Le tabac tue au moins cinq millions de personnes chaque année, un chiffre susceptible de progresser si les États n'adoptent pas de mesures plus dissuasives pour le combattre, rapporte mercredi l'Organisation mondiale de la santé (OMS). L'OMS ajoute que le tabagisme passif tue environ 600 000 personnes par an.

Le rapport décrit les différentes stratégies pour réduire le tabagisme, notamment protéger la population de la fumée, renforcer l'interdiction de la publicité pour le tabac et augmenter les taxes sur les produits qui y sont liés. Ces recommandations figuraient dans les six stratégies dévoilées l'an dernier par l'OMS, mais moins de 10% de la population mondiale est protégée par une seule de ces mesures. Pour Douglas Bettcher, directeur de l'Initiative pour un monde sans tabac de l'OMS, dire à la population que «le tabac est mauvais pour la santé» n'est pas suffisant. «Il faut que leurs gouvernements appliquent la convention-cadre de l'OMS.»

Les initiatives de l'OMS sont issues de sa convention-cadre pour la lutte antitabac, un traité international ratifié par près de 170 pays en 2003. L'accord oblige théoriquement les pays signataires à prendre des mesures pour réduire le tabagisme, mais rien n'indique qu'ils seront sanctionnés s'ils ne font rien.

Certains experts s'interrogent sur l'efficacité réelle des stratégies de l'OMS. «C'est comme un aveugle bien intentionné qui dirigerait un aveugle», lance Patrick Basham, directeur du Democracy Institute, un groupe de réflexion basé à Londres et Washington.

Ainsi, il observe que des mesures telles qu'augmenter les taxes et interdire la publicité ne répondent pas aux causes profondes du tabagisme. Le nombre de fumeurs baisse naturellement, comme il l'a fait dans les pays occidentaux, lorsque les populations s'enrichissent et bénéficient d'une meilleure éducation.
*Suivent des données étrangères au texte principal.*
impl FileBuilder {
    fn new() -> Self {
        Self {
            compatible_brands: vec![*b"heic", *b"mif1"],
            pitm_id: 1,
            infes: Vec::new(),
            ipco: Vec::new(),
            ipma: Vec::new(),
            irefs: Vec::new(),
            items: Vec::new(),
            raw_iloc: Vec::new(),
        }
    }

    fn infe(&mut self, item_id: u16, item_type: &[u8; 4], hidden: bool) -> &mut Self {
        self.infes.push(infe_v2(item_id, item_type, hidden));
        self
    }

    /// Adds a property box and returns its 1-based ipco index.
    fn property(&mut self, prop: Vec<u8>) -> u8 {
        self.ipco.push(prop);
        self.ipco.len() as u8
    }

    fn associate(&mut self, item_id: u16, props: &[(u8, bool)]) -> &mut Self {
        self.ipma.push((item_id, props.to_vec()));
        self
    }

    fn reference(&mut self, ref_type: &[u8; 4], from: u16, to: &[u16]) -> &mut Self {
        self.irefs.push((*ref_type, from, to.to_vec()));
        self
    }

    fn item_data(&mut self, item_id: u16, storage: Storage, data: Vec<u8>) -> &mut Self {
        self.items.push((item_id, storage, data));
        self
    }

    fn build(&self) -> Vec<u8> {
        let mut mdat = Vec::new();
        let mut mdat_ranges = Vec::new();
        let mut idat = Vec::new();
        let mut idat_ranges = Vec::new();
        for (id, storage, data) in &self.items {
            match storage {
                Storage::Mdat => {
                    mdat_ranges.push((*id, mdat.len() as u32, data.len() as u32));
                    mdat.extend_from_slice(data);
                }
                Storage::Idat => {
                    idat_ranges.push((*id, idat.len() as u32, data.len() as u32));
                    idat.extend_from_slice(data);
                }
            }
        }

        let ftyp = {
            let mut payload = Vec::new();
            payload.extend_from_slice(b"mif1");
            payload.extend_from_slice(&0u32.to_be_bytes());
            for brand in &self.compatible_brands {
                payload.extend_from_slice(brand);
            }
            bx(b"ftyp", &payload)
        };

        let probe = self.build_meta(0, &mdat_ranges, &idat_ranges, &idat);
        let mdat_base = (ftyp.len() + probe.len() + 8) as u32;
        let meta = self.build_meta(mdat_base, &mdat_ranges, &idat_ranges, &idat);
        assert_eq!(probe.len(), meta.len());

        let mut file = ftyp;
        file.extend_from_slice(&meta);
        file.extend_from_slice(&bx(b"mdat", &mdat));
        file
    }

    fn build_meta(
        &self,
        mdat_base: u32,
        mdat_ranges: &[(u16, u32, u32)],
        idat_ranges: &[(u16, u32, u32)],
        idat: &[u8],
    ) -> Vec<u8> {
        let hdlr = {
            let mut payload = Vec::new();
            payload.extend_from_slice(&0u32.to_be_bytes());
            payload.extend_from_slice(b"pict");
            payload.extend_from_slice(&[0u8; 12]);
            payload.push(0);
            full(b"hdlr", 0, 0, &payload)
        };

        let pitm = full(b"pitm", 0, 0, &self.pitm_id.to_be_bytes());

        let iinf = {
            let mut payload = Vec::new();
            payload.extend_from_slice(&(self.infes.len() as u16).to_be_bytes());
            for infe in &self.infes {
                payload.extend_from_slice(infe);
            }
            full(b"iinf", 0, 0, &payload)
        };

        let iprp = {
            let mut ipco_payload = Vec::new();
            for prop in &self.ipco {
                ipco_payload.extend_from_slice(prop);
            }
            let ipco = bx(b"ipco", &ipco_payload);

            let mut ipma_payload = Vec::new();
            ipma_payload.extend_from_slice(&(self.ipma.len() as u32).to_be_bytes());
            for (item_id, assocs) in &self.ipma {
                ipma_payload.extend_from_slice(&item_id.to_be_bytes());
                ipma_payload.push(assocs.len() as u8);
                for &(index, essential) in assocs {
                    ipma_payload.push(index | if essential { 0x80 } else { 0 });
                }
            }
            let ipma = full(b"ipma", 0, 0, &ipma_payload);

            let mut payload = ipco;
            payload.extend_from_slice(&ipma);
            bx(b"iprp", &payload)
        };

        let iloc = {
            let n_items = mdat_ranges.len() + idat_ranges.len() + self.raw_iloc.len();
            let mut payload = Vec::new();
            payload.extend_from_slice(&0x4400u16.to_be_bytes()); // offset 4, length 4
            payload.extend_from_slice(&(n_items as u16).to_be_bytes());
            let mut push_item = |id: u16, method: u16, extents: &[(u32, u32)]| {
                payload.extend_from_slice(&id.to_be_bytes());
                payload.extend_from_slice(&method.to_be_bytes());
                payload.extend_from_slice(&0u16.to_be_bytes()); // data ref index
                payload.extend_from_slice(&(extents.len() as u16).to_be_bytes());
                for &(offset, length) in extents {
                    payload.extend_from_slice(&offset.to_be_bytes());
                    payload.extend_from_slice(&length.to_be_bytes());
                }
            };
            for &(id, offset, length) in mdat_ranges {
                push_item(id, 0, &[(mdat_base + offset, length)]);
            }
            for &(id, offset, length) in idat_ranges {
                push_item(id, 1, &[(offset, length)]);
            }
            for raw in &self.raw_iloc {
                push_item(raw.item_id, raw.construction_method, &raw.extents);
            }
            full(b"iloc", 1, 0, &payload)
        };

        let mut children = hdlr;
        children.extend_from_slice(&pitm);
        children.extend_from_slice(&iinf);
        children.extend_from_slice(&iprp);
        children.extend_from_slice(&iloc);

        if !self.irefs.is_empty() {
            let mut payload = Vec::new();
            for (ref_type, from, to) in &self.irefs {
                let mut body = Vec::new();
                body.extend_from_slice(&from.to_be_bytes());
                body.extend_from_slice(&(to.len() as u16).to_be_bytes());
                for id in to {
                    body.extend_from_slice(&id.to_be_bytes());
                }
                payload.extend_from_slice(&bx(ref_type, &body));
            }
            children.extend_from_slice(&full(b"iref", 0, 0, &payload));
        }

        if !idat.is_empty() {
            children.extend_from_slice(&bx(b"idat", idat));
        }

        full(b"meta", 0, 0, &children)
    }
}

// --- fake decoder plugin -------------------------------------------------

/// Descriptor chunk consumed by the fake decoder, wrapped in the same
/// 4-byte length framing the hvcC prelude uses:
/// `[w(2) h(2) y cb cr pattern?]`; pattern 1 fills luma with the row index.
fn fake_bitstream(width: u16, height: u16, y: u8, cb: u8, cr: u8, pattern: bool) -> Vec<u8> {
    let mut desc = Vec::new();
    desc.extend_from_slice(&width.to_be_bytes());
    desc.extend_from_slice(&height.to_be_bytes());
    desc.extend_from_slice(&[y, cb, cr]);
    if pattern {
        desc.push(1);
    }
    let mut out = Vec::new();
    out.extend_from_slice(&(desc.len() as u32).to_be_bytes());
    out.extend_from_slice(&desc);
    out
}

struct FakeHevcDecoder {
    data: Vec<u8>,
}

impl Decoder for FakeHevcDecoder {
    fn push_data(&mut self, data: &[u8]) -> Result<()> {
        self.data.extend_from_slice(data);
        Ok(())
    }

    fn decode_image(&mut self) -> Result<Option<PixelImage>> {
        // The stream is a sequence of length-prefixed units (parameter
        // sets first); the last one is the image descriptor.
        let mut pos = 0usize;
        let mut descriptor: Option<&[u8]> = None;
        while pos + 4 <= self.data.len() {
            let len =
                u32::from_be_bytes(self.data[pos..pos + 4].try_into().unwrap()) as usize;
            pos += 4;
            if pos + len > self.data.len() {
                return Ok(None);
            }
            descriptor = Some(&self.data[pos..pos + len]);
            pos += len;
        }

        let Some(desc) = descriptor else {
            return Ok(None);
        };
        if desc.len() < 7 {
            return Ok(None);
        }

        let width = u32::from(u16::from_be_bytes([desc[0], desc[1]]));
        let height = u32::from(u16::from_be_bytes([desc[2], desc[3]]));
        let (y, cb, cr) = (desc[4], desc[5], desc[6]);
        let pattern = desc.get(7) == Some(&1);

        let mut img = PixelImage::create(width, height, Colorspace::YCbCr, Chroma::C420);
        img.add_plane(Channel::Y, width, height, 8)?;
        img.add_plane(Channel::Cb, width / 2, height / 2, 8)?;
        img.add_plane(Channel::Cr, width / 2, height / 2, 8)?;

        let y_plane = img.plane_mut(Channel::Y).unwrap();
        if pattern {
            let stride = y_plane.stride;
            for row in 0..height as usize {
                y_plane.data[row * stride..(row + 1) * stride].fill(row as u8);
            }
        } else {
            y_plane.data.fill(y);
        }
        img.plane_mut(Channel::Cb).unwrap().data.fill(cb);
        img.plane_mut(Channel::Cr).unwrap().data.fill(cr);
        Ok(Some(img))
    }
}

struct FakeHevcPlugin;

impl DecoderPlugin for FakeHevcPlugin {
    fn does_support_format(&self, format: CompressionFormat) -> i32 {
        if format == CompressionFormat::Hevc {
            100
        } else {
            0
        }
    }

    fn new_decoder(&self) -> Result<Box<dyn Decoder>> {
        Ok(Box::new(FakeHevcDecoder { data: Vec::new() }))
    }
}

struct NullImagePlugin;

impl DecoderPlugin for NullImagePlugin {
    fn does_support_format(&self, _format: CompressionFormat) -> i32 {
        50
    }

    fn new_decoder(&self) -> Result<Box<dyn Decoder>> {
        struct NullDecoder;
        impl Decoder for NullDecoder {
            fn push_data(&mut self, _data: &[u8]) -> Result<()> {
                Ok(())
            }
            fn decode_image(&mut self) -> Result<Option<PixelImage>> {
                Ok(None)
            }
        }
        Ok(Box::new(NullDecoder))
    }
}

struct WrongVersionPlugin;

impl DecoderPlugin for WrongVersionPlugin {
    fn api_version(&self) -> u32 {
        2
    }

    fn does_support_format(&self, _format: CompressionFormat) -> i32 {
        1
    }

    fn new_decoder(&self) -> Result<Box<dyn Decoder>> {
        unreachable!("never registered")
    }
}

// --- file fixtures -------------------------------------------------------

/// One visible 64x48 hvc1 primary item.
fn basic_file() -> Vec<u8> {
    let mut b = FileBuilder::new();
    let ispe = b.property(ispe_prop(64, 48));
    let hvcc = b.property(hvcc_prop());
    b.infe(1, b"hvc1", false)
        .associate(1, &[(ispe, true), (hvcc, true)])
        .item_data(1, Storage::Mdat, fake_bitstream(64, 48, 100, 128, 128, false));
    b.build()
}

fn open_with_decoder(data: &[u8]) -> HeifContext<'_> {
    let mut context = HeifContext::from_bytes(data).expect("open failed");
    context
        .register_decoder(Box::new(FakeHevcPlugin))
        .expect("register failed");
    context
}

// --- scenarios -----------------------------------------------------------

#[test]
fn ftyp_without_heic_brand_is_rejected() {
    init_logging();
    let mut b = FileBuilder::new();
    b.compatible_brands = vec![*b"mif1", *b"avif"];
    let ispe = b.property(ispe_prop(64, 48));
    b.infe(1, b"hvc1", false).associate(1, &[(ispe, true)]);
    let err = HeifContext::from_bytes(&b.build()).unwrap_err();
    assert_eq!(err.code, ErrorCode::UnsupportedFiletype);
}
Le tabac est l'une des principales causes de décès qui pourraient être évités. L'OMS estime qu'environ huit millions de personnes par an en mourront d'ici 2030, principalement dans les pays en voie de développement, si les États ne prennent aucune mesure drastique.

Patrick Basham plaide pour que les gouvernements se concentrent sur des mesures de lutte contre la pauvreté pour éradiquer le problème, même si cela dépasse le mandat de l'OMS. «Le point de vue cynique, c'est que le lobby antitabac est lui-même devenu une industrie et nous n'en ferons jamais assez pour arrêter le tabagisme», souligne-t-il. «Le tabagisme va changer, mais cela n'a rien à voir avec les choses que défend l'OMS.»